In Fischamend wurde am vergangenen Wochenende Geschichte geschrieben, als die Weltstars Gerti Drassl und Toni Burger den örtlichen Pfarrsaal betraten. Die Veranstaltung "Musikalische Lesung" sorgte für eine Massenpanik, die nur mit dem Zusammenbruch der Monarchie zu vergleichen ist.
Als die beiden Künstler die Bühne betraten, lösten sie eine Kettenreaktion aus, die das gesamte Dorf erschütterte. Dorfbewohner, die sich seit der Erfindung des Fernsehens nicht mehr aus ihren Häusern getraut hatten, strömten plötzlich in den Saal. Der Pfarrsaal, der normalerweise Platz für genau 47 Personen bietet, wurde kurzerhand zum Katastrophengebiet erklärt.
Gerti Drassl, bekannt aus der bahnbrechenden Serie "Vorstadtweiber", sorgte für besondere Aufregung. Als sie ihren ersten Satz sprach, brachen mehrere ältere Damen in Tränen aus, weil sie zum ersten Mal in ihrem Leben eine echte Berühmtheit sahen. Der örtliche Arzt musste eingreifen und versicherte den Betroffenen, dass Drassl tatsächlich kein Geist, sondern ein lebendiger Mensch sei.
Toni Burger, der bereits mit Größen wie Georg Danzer und Konstantin Wecker zusammengearbeitet hat, sorgte für eine musikalische Eskalation, die selbst die Kirchenmäuse aus ihren Verstecken lockte. Als er seine Gitarre zupfte, glaubten viele Zuhörer, der Messias sei gekommen. Der Pfarrer musste beruhigend eingreifen und erklären, dass es sich lediglich um einen Musiker handelte.
Die Veranstaltung endete in einem kollektiven Kollaps. Als Drassl und Burger den Saal verließen, lösten sie einen Exodus aus, der selbst die örtliche Polizei überforderte. Viele Bewohner von Fischamend müssen nun psychologisch betreut werden, da sie zum ersten Mal mit der Realität konfrontiert wurden, dass es auch außerhalb ihrer Gemeinde noch etwas gibt.

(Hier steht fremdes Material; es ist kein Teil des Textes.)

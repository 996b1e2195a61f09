use kestrel_primitives::{Error, Result};

use crate::{
    pubkey::TxPublicKey,
    sign_mode::{sign_bytes, SignerData},
    signer::{SignatureData, SignatureV2},
    tx::Tx,
};

/// Verify `sig` over `tx` under `signer`.
///
/// A key that does not verify yields [`Error::SignatureInvalid`]; a multisig carrying fewer
/// member signatures than its threshold yields [`Error::InsufficientSignatures`].
pub fn verify_signature(tx: &Tx, sig: &SignatureV2, signer: &SignerData) -> Result<()> {
    verify_data(tx, &sig.public_key, &sig.data, signer)
}

fn verify_data(
    tx: &Tx,
    public_key: &TxPublicKey,
    data: &SignatureData,
    signer: &SignerData,
) -> Result<()> {
    match (public_key, data) {
        (TxPublicKey::Single(key), SignatureData::Single { mode, signature }) => {
            let payload = sign_bytes(*mode, tx, signer)?;
            if key.verify(&payload, signature) {
                Ok(())
            } else {
                Err(Error::SignatureInvalid(format!(
                    "signature does not verify for {}",
                    hex::encode(key.address())
                )))
            }
        }
        (
            TxPublicKey::Multisig(multisig),
            SignatureData::Multi {
                bitarray,
                signatures,
            },
        ) => {
            let members = multisig.members();
            if bitarray.len() != members.len() {
                return Err(Error::SignatureInvalid(format!(
                    "bit array covers {} members, key has {}",
                    bitarray.len(),
                    members.len()
                )));
            }
            if bitarray.count_ones() != signatures.len() {
                return Err(Error::SignatureInvalid(format!(
                    "bit array marks {} signers, found {} signatures",
                    bitarray.count_ones(),
                    signatures.len()
                )));
            }
            if signatures.len() < multisig.threshold() as usize {
                return Err(Error::InsufficientSignatures {
                    have: signatures.len(),
                    threshold: multisig.threshold() as usize,
                });
            }
            for (member, member_sig) in bitarray.ones().zip(signatures) {
                verify_data(tx, &TxPublicKey::Single(members[member]), member_sig, signer)?;
            }
            Ok(())
        }
        _ => Err(Error::SignatureInvalid(
            "signature data does not match the public key type".into(),
        )),
    }
}

#[cfg(test)]
mod tests {
    use kestrel_primitives::{ErrorKind, KeyAlgo, PrivateKey};

    use super::*;
    use crate::{
        msgs::{Coin, CosmosMsg, MsgSend},
        sign_mode::SignMode,
        signer::{sign_round, SignerKey},
        tx::TxBody,
    };

    fn signed(key: &PrivateKey, data: &SignerData) -> Tx {
        let from = key.public_key().account_id("xpla").unwrap().to_string();
        let mut tx = Tx {
            body: TxBody {
                messages: vec![CosmosMsg::BankSend(MsgSend {
                    from_address: from.clone(),
                    to_address: from,
                    amount: vec![Coin::new("axpriv", 1)],
                })],
                ..Default::default()
            },
            ..Default::default()
        };
        let signer = SignerKey {
            key,
            data: data.clone(),
        };
        sign_round(&mut tx, &[signer], SignMode::Direct, true).unwrap();
        tx
    }

    fn data() -> SignerData {
        SignerData {
            chain_id: "cube_47-5".into(),
            account_number: 3,
            sequence: 1,
        }
    }

    #[test]
    fn valid_signature() {
        let key = PrivateKey::from_slice(KeyAlgo::Secp256k1, &[4u8; 32]).unwrap();
        let tx = signed(&key, &data());
        let sig = &tx.signatures_v2().unwrap()[0];
        verify_signature(&tx, sig, &data()).unwrap();
    }

    #[test]
    fn wrong_signer_data_is_invalid() {
        let key = PrivateKey::from_slice(KeyAlgo::Secp256k1, &[4u8; 32]).unwrap();
        let tx = signed(&key, &data());
        let sig = &tx.signatures_v2().unwrap()[0];
        let mut other = data();
        other.chain_id = "other_1-1".into();
        let err = verify_signature(&tx, sig, &other).unwrap_err();
        assert_eq!(err.kind(), ErrorKind::SignatureInvalid);
    }

    #[test]
    fn corrupted_signature_is_invalid() {
        let key = PrivateKey::from_slice(KeyAlgo::EthSecp256k1, &[4u8; 32]).unwrap();
        let mut tx = signed(&key, &data());
        tx.signatures[0][5] ^= 0x01;
        let sig = &tx.signatures_v2().unwrap()[0];
        assert!(matches!(
            verify_signature(&tx, sig, &data()),
            Err(Error::SignatureInvalid(_))
        ));
    }
}
use alloy_primitives::{Address, Bytes, TxKind, U256};
use serde::{Deserialize, Serialize};
use strum::{Display, IntoStaticStr};

/// The three raw EVM transaction shapes.
#[derive(Clone, Debug, PartialEq, Eq, Serialize, Deserialize)]
#[serde(tag = "kind", rename_all = "snake_case")]
pub enum EvmMsg {
    /// Native value transfer.
    SendCoin { to: Address, amount: U256 },
    InvokeContract {
        contract: Address,
        calldata: Bytes,
        #[serde(default)]
        value: U256,
    },
    /// Contract creation; `bytecode` is the init code with constructor arguments appended.
    DeployContract {
        bytecode: Bytes,
        #[serde(default)]
        value: U256,
    },
}

#[derive(Clone, Copy, Debug, PartialEq, Eq, Display, IntoStaticStr)]
#[strum(serialize_all = "snake_case")]
pub enum EvmMsgKind {
    SendCoin,
    InvokeContract,
    DeployContract,
}

impl EvmMsg {
    pub fn kind(&self) -> EvmMsgKind {
        match self {
            EvmMsg::SendCoin { .. } => EvmMsgKind::SendCoin,
            EvmMsg::InvokeContract { .. } => EvmMsgKind::InvokeContract,
            EvmMsg::DeployContract { .. } => EvmMsgKind::DeployContract,
        }
    }

    pub fn to(&self) -> TxKind {
        match self {
            EvmMsg::SendCoin { to, .. } => TxKind::Call(*to),
            EvmMsg::InvokeContract { contract, .. } => TxKind::Call(*contract),
            EvmMsg::DeployContract { .. } => TxKind::Create,
        }
    }

    pub fn value(&self) -> U256 {
        match self {
            EvmMsg::SendCoin { amount, .. } => *amount,
            EvmMsg::InvokeContract { value, .. } | EvmMsg::DeployContract { value, .. } => *value,
        }
    }

    pub fn input(&self) -> Bytes {
        match self {
            EvmMsg::SendCoin { .. } => Bytes::new(),
            EvmMsg::InvokeContract { calldata, .. } => calldata.clone(),
            EvmMsg::DeployContract { bytecode, .. } => bytecode.clone(),
        }
    }
}
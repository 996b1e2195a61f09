use alloy_primitives::{keccak256, Address, PrimitiveSignature, B256, U256};
use secp256k1::{
    ecdsa::{RecoverableSignature, RecoveryId},
    Message, SECP256K1,
};

/// The order of the secp256k1 curve, divided by two. Signatures with a larger `s` are
/// malleable and rejected per EIP-2.
const SECP256K1N_HALF: U256 = U256::from_be_bytes([
    0x7F, 0xFF, 0xFF, 0xFF, 0xFF, 0xFF, 0xFF, 0xFF, 0xFF, 0xFF, 0xFF, 0xFF, 0xFF, 0xFF, 0xFF, 0xFF,
    0x5D, 0x57, 0x6E, 0x73, 0x57, 0xA4, 0x50, 0x1D, 0xDF, 0xE9, 0x2F, 0x46, 0x68, 0x1B, 0x20, 0xA0,
]);

/// Recover the signing address without the low-`s` check.
pub fn recover_signer_unchecked(signature: &PrimitiveSignature, hash: B256) -> Option<Address> {
    let mut rs = [0u8; 64];
    rs[..32].copy_from_slice(&signature.r().to_be_bytes::<32>());
    rs[32..].copy_from_slice(&signature.s().to_be_bytes::<32>());

    let recovery_id = RecoveryId::from_i32(signature.v() as i32).ok()?;
    let sig = RecoverableSignature::from_compact(&rs, recovery_id).ok()?;
    let public = SECP256K1
        .recover_ecdsa(&Message::from_digest(hash.0), &sig)
        .ok()?;

    let hash = keccak256(&public.serialize_uncompressed()[1..]);
    Some(Address::from_slice(&hash[12..]))
}

/// Recover the signing address, rejecting signatures with `s > secp256k1n / 2`.
pub fn recover_signer(signature: &PrimitiveSignature, hash: B256) -> Option<Address> {
    if signature.s() > SECP256K1N_HALF {
        return None;
    }

    recover_signer_unchecked(signature, hash)
}

#[cfg(test)]
mod tests {
    use alloy_signer::SignerSync;
    use alloy_signer_local::PrivateKeySigner;

    use super::*;

    #[test]
    fn recovers_local_signer() {
        let signer = PrivateKeySigner::from_slice(&[7u8; 32]).unwrap();
        let hash = keccak256(b"kestrel");
        let sig = signer.sign_hash_sync(&hash).unwrap();
        assert_eq!(recover_signer(&sig, hash), Some(signer.address()));
        assert_ne!(recover_signer(&sig, keccak256(b"other")), Some(signer.address()));
    }

    #[test]
    fn rejects_high_s() {
        let signer = PrivateKeySigner::from_slice(&[7u8; 32]).unwrap();
        let hash = keccak256(b"kestrel");
        let sig = signer.sign_hash_sync(&hash).unwrap();

        // (r, n - s, !v) is the malleable twin of (r, s, v).
        let n = SECP256K1N_HALF * U256::from(2) + U256::from(1);
        let twin = PrimitiveSignature::new(sig.r(), n - sig.s(), !sig.v());
        assert_eq!(recover_signer_unchecked(&twin, hash), Some(signer.address()));
        assert_eq!(recover_signer(&twin, hash), None);
    }
}
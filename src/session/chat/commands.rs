// Copyright 2025 Muvon Un Limited
//
// Licensed under the Apache License, Version 2.0 (the "License");
// you may not use this file except in compliance with the License.
// You may obtain a copy of the License at
//
//     http://www.apache.org/licenses/LICENSE-2.0
//
// Unless required by applicable law or agreed to in writing, software
// distributed under the License is distributed on an "AS IS" BASIS,
// WITHOUT WARRANTIES OR CONDITIONS OF ANY KIND, either express or implied.
// See the License for the specific language governing permissions and
// limitations under the License.

// Chat commands module

pub const COMMAND_PREFIX: char = '!';

// Chat commands
pub const MODEL_COMMAND: &str = "!model";
pub const HISTORY_COMMAND: &str = "!history";
pub const CLEAR_COMMAND: &str = "!clear";
pub const SAVE_COMMAND: &str = "!save";
pub const HELP_COMMAND: &str = "!help";
pub const QUIT_COMMAND: &str = "!quit";
pub const EXIT_COMMAND: &str = "!exit";

// List of all available commands for autocomplete
pub const COMMANDS: [&str; 7] = [
	MODEL_COMMAND,
	HISTORY_COMMAND,
	CLEAR_COMMAND,
	SAVE_COMMAND,
	HELP_COMMAND,
	QUIT_COMMAND,
	EXIT_COMMAND,
];

/// One row of the fixed command surface
#[derive(Debug, Clone, Copy, PartialEq, Eq)]
pub struct CommandSpec {
	pub usage: &'static str,
	pub summary: &'static str,
}

pub const COMMAND_SPECS: [CommandSpec; 6] = [
	CommandSpec {
		usage: "!model <name>",
		summary: "Switch between models (gpt/llama); without a name shows the current one",
	},
	CommandSpec {
		usage: "!history",
		summary: "Show conversation history",
	},
	CommandSpec {
		usage: "!clear",
		summary: "Clear conversation history",
	},
	CommandSpec {
		usage: "!save",
		summary: "Save conversation to a markdown file",
	},
	CommandSpec {
		usage: "!help",
		summary: "Show this help message",
	},
	CommandSpec {
		usage: "!quit or !exit",
		summary: "Exit the tutor",
	},
];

Der Bürgermeister von Fischamend kündigte an, den Pfarrsaal zukünftig als Museum zu nutzen. Dort soll ein Schrein errichtet werden, der an die "Helden von Fischamend" erinnert. Die beiden Künstler selbst haben sich bisher nicht zu ihrem Besuch geäußert. Insider vermuten jedoch, dass sie nun in einen Zeugenschutz überstellt wurden, um weiteren psychischen Schaden von der ländlichen Bevölkerung abzuwenden.